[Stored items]
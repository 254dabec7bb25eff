//! End-to-end installs over temp projects, driven the way an install host
//! drives the linker: materialise every package, attach every dependent,
//! finalise, persist.

use std::{
    fs,
    future::Future,
    path::{Path, PathBuf},
};

use anyhow::Result;
use jx_domain::{
    parse_locator, slugify_locator, BufferedReport, Configuration, Descriptor, FetchResult,
    LinkType, Locator, NodeLinker, Package, Project, ReportCode, Workspace,
};
use jx_linker::{paths, InstallState, PnpmInstaller, PnpmLinker};

fn block_on<F: Future>(fut: F) -> F::Output {
    tokio::runtime::Builder::new_current_thread()
        .enable_all()
        .build()
        .expect("runtime")
        .block_on(fut)
}

fn hard_package(raw: &str, version: &str) -> Package {
    Package::new(parse_locator(raw).expect("locator"), LinkType::Hard).with_version(version)
}

fn descriptor(name: &str, range: &str) -> Descriptor {
    Descriptor::new(jx_domain::Ident::parse(name).expect("ident"), range)
}

/// Seed a fetched tree for `locator` under `fetch_root` and describe it.
fn seed_fetch(fetch_root: &Path, pkg: &Package) -> FetchResult {
    let dir = fetch_root.join(slugify_locator(&pkg.locator));
    fs::create_dir_all(&dir).expect("fetch dir");
    let name = pkg.locator.ident.to_string();
    let version = pkg.version.clone().unwrap_or_else(|| "0.0.0".to_string());
    fs::write(
        dir.join("package.json"),
        format!(r#"{{ "name": "{name}", "version": "{version}" }}"#),
    )
    .expect("manifest");
    fs::write(dir.join("index.js"), "module.exports = {};\n").expect("entry point");
    FetchResult {
        package_fs: dir,
        prefix_path: PathBuf::new(),
        local_path: None,
    }
}

fn workspace_fetch(cwd: &Path) -> FetchResult {
    FetchResult {
        package_fs: cwd.to_path_buf(),
        prefix_path: PathBuf::new(),
        local_path: Some(cwd.to_path_buf()),
    }
}

struct Install<'p> {
    packages: Vec<(Package, FetchResult)>,
    edges: Vec<(Locator, Vec<(Descriptor, Locator)>)>,
    project: &'p mut Project,
}

impl<'p> Install<'p> {
    fn new(project: &'p mut Project) -> Self {
        Self {
            packages: Vec::new(),
            edges: Vec::new(),
            project,
        }
    }

    fn package(mut self, pkg: &Package, fetched: FetchResult) -> Self {
        self.packages.push((pkg.clone(), fetched));
        self
    }

    fn edges(mut self, locator: &Locator, deps: Vec<(Descriptor, Locator)>) -> Self {
        self.edges.push((locator.clone(), deps));
        self
    }

    /// Drive the full pipeline and persist the resulting state.
    fn run(self, report: &BufferedReport) -> Result<InstallState> {
        let Install {
            packages,
            edges,
            project,
        } = self;
        let state = block_on(async {
            let mut installer = PnpmInstaller::new(&*project, report);
            for (pkg, fetched) in packages {
                installer.install_package(&pkg, fetched).await?;
            }
            for (locator, deps) in edges {
                installer.attach_internal_dependencies(&locator, &deps).await?;
            }
            installer.finalize_install().await
        })?;
        state.persist(project)?;
        Ok(state)
    }
}

fn store_entry(project: &Project, locator: &Locator) -> PathBuf {
    paths::store_root(project).join(slugify_locator(locator))
}

#[cfg(unix)]
fn read_link(path: &Path) -> PathBuf {
    fs::read_link(path).expect("symlink")
}

#[test]
fn install_links_dependencies_through_the_store() -> Result<()> {
    let temp = tempfile::tempdir()?;
    let mut project = Project::new(temp.path().join("proj"), Configuration::default());
    let report = BufferedReport::new();
    let fetch_root = temp.path().join("fetch");

    let mut a = hard_package("a@npm:1.0.0", "1.0.0");
    a.add_dependency(descriptor("b", "npm:1.0.0"));
    let b = hard_package("b@npm:1.0.0", "1.0.0");
    let fetched_a = seed_fetch(&fetch_root, &a);
    let fetched_b = seed_fetch(&fetch_root, &b);

    Install::new(&mut project)
        .package(&a, fetched_a)
        .package(&b, fetched_b)
        .edges(&a.locator, vec![(descriptor("b", "npm:1.0.0"), b.locator.clone())])
        .edges(&b.locator, vec![])
        .run(&report)?;

    // Both packages sit behind their self-reference inside the store.
    let a_entry = store_entry(&project, &a.locator);
    assert!(a_entry.join("node_modules/a/package.json").exists());
    assert!(a_entry.join("node_modules/a/index.js").exists());

    let link = a_entry.join("node_modules/b");
    let meta = fs::symlink_metadata(&link)?;
    assert!(meta.file_type().is_symlink() || meta.file_type().is_dir());
    #[cfg(unix)]
    {
        let target = read_link(&link);
        assert!(target.is_relative());
        assert_eq!(
            target,
            Path::new("..")
                .join("..")
                .join(slugify_locator(&b.locator))
                .join("node_modules/b")
        );
    }
    assert!(link.join("package.json").exists());

    // Store children are exactly the two slugs.
    let mut children: Vec<String> = fs::read_dir(paths::store_root(&project))?
        .map(|entry| entry.expect("entry").file_name().to_string_lossy().into_owned())
        .collect();
    children.sort();
    let mut expected = vec![slugify_locator(&a.locator), slugify_locator(&b.locator)];
    expected.sort();
    assert_eq!(children, expected);
    assert!(report.warnings().is_empty());
    Ok(())
}

#[test]
fn self_aliases_disable_the_self_reference() -> Result<()> {
    let temp = tempfile::tempdir()?;
    let mut project = Project::new(temp.path().join("proj"), Configuration::default());
    let report = BufferedReport::new();
    let fetch_root = temp.path().join("fetch");

    // a@1 depends on a@2 under its own name.
    let mut a1 = hard_package("a@npm:1.0.0", "1.0.0");
    a1.add_dependency(descriptor("a", "npm:2.0.0"));
    let a2 = hard_package("a@npm:2.0.0", "2.0.0");
    let fetched_a1 = seed_fetch(&fetch_root, &a1);
    let fetched_a2 = seed_fetch(&fetch_root, &a2);

    Install::new(&mut project)
        .package(&a1, fetched_a1)
        .package(&a2, fetched_a2)
        .edges(&a1.locator, vec![(descriptor("a", "npm:2.0.0"), a2.locator.clone())])
        .edges(&a2.locator, vec![])
        .run(&report)?;

    // Flat layout: the package files sit directly in the store entry.
    let a1_entry = store_entry(&project, &a1.locator);
    assert!(a1_entry.join("package.json").exists());

    // node_modules/a resolves to the aliased version, not to itself.
    let link = a1_entry.join("node_modules/a");
    assert!(fs::symlink_metadata(&link)?.file_type().is_symlink());
    assert_eq!(
        fs::canonicalize(&link)?,
        fs::canonicalize(store_entry(&project, &a2.locator).join("node_modules/a"))?
    );
    Ok(())
}

#[test]
fn workspaces_link_in_place_and_reach_the_store() -> Result<()> {
    let temp = tempfile::tempdir()?;
    let repo = temp.path().join("repo");
    let w_cwd = repo.join("packages/w");
    fs::create_dir_all(&w_cwd)?;
    fs::write(w_cwd.join("package.json"), r#"{ "name": "w" }"#)?;

    let mut project = Project::new(&repo, Configuration::default());
    let w_locator = parse_locator("w@workspace:packages/w")?;
    project.add_workspace(Workspace {
        cwd: w_cwd.clone(),
        locator: w_locator.clone(),
    });
    let report = BufferedReport::new();
    let fetch_root = temp.path().join("fetch");

    let w = Package::new(w_locator.clone(), LinkType::Soft);
    let b = hard_package("b@npm:1.0.0", "1.0.0");
    let fetched_b = seed_fetch(&fetch_root, &b);

    let state = Install::new(&mut project)
        .package(&w, workspace_fetch(&w_cwd))
        .package(&b, fetched_b)
        .edges(&w.locator, vec![(descriptor("b", "npm:1.0.0"), b.locator.clone())])
        .edges(&b.locator, vec![])
        .run(&report)?;

    // The workspace was not copied anywhere.
    assert_eq!(
        state.package_locations.get(&w_locator.locator_hash()),
        Some(&w_cwd)
    );

    let link = w_cwd.join("node_modules/b");
    #[cfg(unix)]
    assert!(read_link(&link).is_relative());
    assert_eq!(
        fs::canonicalize(&link)?,
        fs::canonicalize(store_entry(&project, &b.locator).join("node_modules/b"))?
    );
    Ok(())
}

_Work required_
Look through the records for the word "packages". Every line that has it should be copied.

_Answer section_
    packages: Vec<(Package, FetchResult)>,
            packages: Vec::new(),
        self.packages.push((pkg.clone(), fetched));
            packages,
            for (pkg, fetched) in packages {
    // Both packages sit behind their self-reference inside the store.
    let w_cwd = repo.join("packages/w");
    let w_locator = parse_locator("w@workspace:packages/w")?;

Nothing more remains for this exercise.